In this study, three ligands such as 9,10-anthracenedione 1,8-dihydroxy-3-methyl- (ligand 29), phthalic acid isobutyl octadecyl ester (ligand 31) and diisooctyl phthalate (ligand 33) obtained from the set of 35 compounds exhibited higher least energy (minimum binding energy) than other molecules (data not shown) to bind with the target protein MCR (Table 1).

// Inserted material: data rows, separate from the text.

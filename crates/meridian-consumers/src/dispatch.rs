//! Distributed dispatch role.

use std::sync::Arc;

use async_trait::async_trait;
use meridian_core::error::DomainError;
use meridian_core::event::DomainEvent;
use meridian_core::log::Acknowledgment;
use meridian_eventbus::EventProcessor;
use meridian_log::MessageHandler;

/// Dispatches events received from the log to the handlers registered in
/// this process. Acknowledgement is left to the processor, which commits
/// only after every handler succeeded.
pub struct DistributedDispatch {
    processor: Arc<EventProcessor>,
}

impl DistributedDispatch {
    #[must_use]
    pub fn new(processor: Arc<EventProcessor>) -> Self {
        Self { processor }
    }
}

#[async_trait]
impl MessageHandler for DistributedDispatch {
    fn name(&self) -> &str {
        "distributed-dispatch"
    }

    async fn handle(&self, event: &DomainEvent) -> Result<(), DomainError> {
        let report = self.processor.process_event(event).await;
        match report.failures.into_iter().next() {
            Some(first) => Err(first),
            None => Ok(()),
        }
    }

    async fn handle_delivery(
        &self,
        event: &DomainEvent,
        ack: Box<dyn Acknowledgment>,
    ) -> Result<(), DomainError> {
        self.processor
            .handle_distributed_event(event, ack)
            .await
            .map(|_| ())
    }
}

#[cfg(test)]
mod tests {
    use std::sync::atomic::{AtomicUsize, Ordering};
    use std::time::Duration;

    use meridian_core::event::ASSET_CREATED_EVENT_TYPE;
    use meridian_core::log::EventLog;
    use meridian_event_store::InMemoryEventStore;
    use meridian_eventbus::{HandlerRegistry, LoggingErrorHandler, handler_fn};
    use meridian_log::{ConsumerConfig, ConsumerRunner, InMemoryLog, PollOutcome};
    use meridian_test_support::{FixedClock, asset_created, fixed_time};

    use super::*;

    const TOPIC: &str = "meridian.audit.dev.business.v1";

    fn runner_with(log: &InMemoryLog, fail_first: usize, calls: Arc<AtomicUsize>) -> ConsumerRunner {
        let mut registry = HandlerRegistry::new();
        registry.register(
            ASSET_CREATED_EVENT_TYPE,
            0,
            handler_fn("projection", move |_| {
                let call = calls.fetch_add(1, Ordering::SeqCst);
                if call < fail_first {
                    Err(DomainError::Infrastructure("read model unavailable".into()))
                } else {
                    Ok(())
                }
            }),
        );
        let processor = Arc::new(EventProcessor::new(
            Arc::new(registry),
            Arc::new(InMemoryEventStore::new()),
            Arc::new(LoggingErrorHandler),
        ));
        ConsumerRunner::new(
            Arc::new(log.consumer("dispatch", vec![TOPIC.into()])),
            Arc::new(log.clone()),
            Arc::new(DistributedDispatch::new(processor)),
            ConsumerConfig::new("dispatch", vec![TOPIC.into()], "dlq")
                .with_poll_timeout(Duration::from_millis(10)),
        )
    }

    #[tokio::test]
    async fn test_failed_dispatch_is_redelivered_and_then_committed() {
        // Arrange
        let log = InMemoryLog::new();
        let event = asset_created("AST-001", &FixedClock(fixed_time()));
        log.send(TOPIC, &event.aggregate_id, &event.to_json_bytes().unwrap())
            .await
            .unwrap();
        let calls = Arc::new(AtomicUsize::new(0));
        let mut runner = runner_with(&log, 1, calls.clone());

        // Act
        let first = runner.poll_once().await.unwrap();
        let lag_after_failure = log.lag("dispatch", TOPIC).unwrap();
        let second = runner.poll_once().await.unwrap();

        // Assert
        assert_eq!(first, PollOutcome::Failed { attempt: 1 });
        assert_eq!(lag_after_failure, 1);
        assert_eq!(second, PollOutcome::Processed);
        assert_eq!(log.lag("dispatch", TOPIC).unwrap(), 0);
        assert_eq!(calls.load(Ordering::SeqCst), 2);
    }
}
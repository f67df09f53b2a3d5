//! Search document projection.

use chrono::{DateTime, Utc};
use meridian_core::category::EventCategory;
use meridian_core::event::{DomainEvent, EventKind};
use serde::{Deserialize, Serialize};
use serde_json::{Map, Value, json};
use uuid::Uuid;

/// Name of the monthly index for `category`, e.g. `business-events-2026.10`.
#[must_use]
pub fn index_name(category: EventCategory, occurred_on: DateTime<Utc>) -> String {
    format!("{}-events-{}", category.slug(), occurred_on.format("%Y.%m"))
}

/// One indexed event, keyed by `event_id`.
#[derive(Debug, Clone, PartialEq, Serialize, Deserialize)]
#[serde(rename_all = "camelCase")]
pub struct SearchDocument {
    pub event_id: Uuid,
    pub event_type: String,
    pub aggregate_type: String,
    pub aggregate_id: String,
    pub occurred_on: DateTime<Utc>,
    pub version: i32,
    pub correlation_id: Option<Uuid>,
    pub user_id: Option<String>,
    pub username: Option<String>,
    /// Variant-specific fields.
    pub metadata: Value,
    pub searchable_text: String,
}

impl SearchDocument {
    /// Projects `event` into its search form.
    #[must_use]
    pub fn from_event(event: &DomainEvent) -> Self {
        let (user_id, username, action) = actor(&event.kind);
        let metadata = metadata(&event.kind);

        let searchable_text = [
            Some(event.event_type()),
            Some(event.aggregate_type.as_str()),
            Some(event.aggregate_id.as_str()),
            username.as_deref(),
            action.as_deref(),
        ]
        .into_iter()
        .flatten()
        .filter(|part| !part.is_empty())
        .collect::<Vec<_>>()
        .join(" ");

        Self {
            event_id: event.event_id,
            event_type: event.event_type().to_owned(),
            aggregate_type: event.aggregate_type.clone(),
            aggregate_id: event.aggregate_id.clone(),
            occurred_on: event.occurred_on,
            version: event.version,
            correlation_id: event.correlation_id,
            user_id,
            username,
            metadata,
            searchable_text,
        }
    }
}

/// `(user_id, username, action)` of the event, where the variant records one.
fn actor(kind: &EventKind) -> (Option<String>, Option<String>, Option<String>) {
    match kind {
        EventKind::AuditTrail(audit) => (
            audit.user_id.clone(),
            audit.username.clone(),
            audit.action_type.clone(),
        ),
        EventKind::ComplianceAudit(compliance) => {
            (None, compliance.assessed_by.clone(), None)
        }
        EventKind::EntityStateChanged(changed) => (None, changed.changed_by.clone(), None),
        _ => (None, None, None),
    }
}

fn metadata(kind: &EventKind) -> Value {
    match kind {
        EventKind::AuditTrail(audit) => json!({
            "actionType": audit.action_type,
            "entityType": audit.entity_type,
            "entityId": audit.entity_id,
            "ipAddress": audit.ip_address,
            "userAgent": audit.user_agent,
            "sessionId": audit.session_id,
            "description": audit.description,
            "hasBeforeSnapshot": audit.before_snapshot.is_some(),
            "hasAfterSnapshot": audit.after_snapshot.is_some(),
        }),
        EventKind::ComplianceAudit(compliance) => json!({
            "complianceType": compliance.compliance_type,
            "regulationReference": compliance.regulation_reference,
            "status": compliance.status,
            "riskLevel": compliance.risk_level,
            "remediationRequired": compliance.remediation_required,
            "entityType": compliance.entity_type,
            "entityId": compliance.entity_id,
        }),
        EventKind::EntityStateChanged(changed) => json!({
            "entityType": changed.entity_type,
            "entityId": changed.entity_id,
            "changedFields": changed.changes.iter().map(|c| c.field.as_str()).collect::<Vec<_>>(),
        }),
        // Business payloads are flat; index their fields as they are.
        other => match other.to_payload() {
            Ok(Value::Object(fields)) => Value::Object(fields),
            _ => Value::Object(Map::new()),
        },
    }
}
//! Test clock: deterministic `Clock` implementation for tests.

use chrono::{DateTime, Utc};
use meridian_core::clock::Clock;

/// A clock that always returns a fixed point in time.
#[derive(Debug, Clone, Copy)]
pub struct FixedClock(pub DateTime<Utc>);

impl Clock for FixedClock {
    fn now(&self) -> DateTime<Utc> {
        self.0
    }
}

Hydrophobic interactions between the ligands and target protein showed in Fig. 1, Fig. 2, Fig. 3. The binding affinity values for the top three hits (ligands 29, 31 and 33) varied from −5.26 to −6.92 kcal/mol against the target protein MCR. The ligand 31 showed a docking score of −5.26 kcal/mol. The oxygen atom of the carbonyl group and the phenolic ring has been bind with ASN‘481 (Asparagine). The ligand 33 attainment the score of about −5.61 kcal/mol and one of the carbonyl group of the ester side chain bind with VAL‘482 (Valine) and ASN‘481; the oxygen atom attached to the carbonyl in the other side chain also bind with ASN‘481. Among 35 compounds, the compound 9,10-anthracenedione 1,8-dihydroxy-3-methyl- (ligand 29) showed a higher score (−6.92 kcal/mol) against MCR than others. The di-chelated carbonyl at C-10 bound with GLY‘397 (Glycine) and ARG‘401 (Arginine) and the phenolic hydroxyl at C-4 binds with SER‘399 (Serine) of methyl-coenzyme M reductase. Additionally, the center phenolic ring shows π-π interaction with TYR‘333 (Tyrosine) and PHE‘396 (Phenylalanine).

Table 1.

Molecular docking of selected GCMS compounds with MCR protein.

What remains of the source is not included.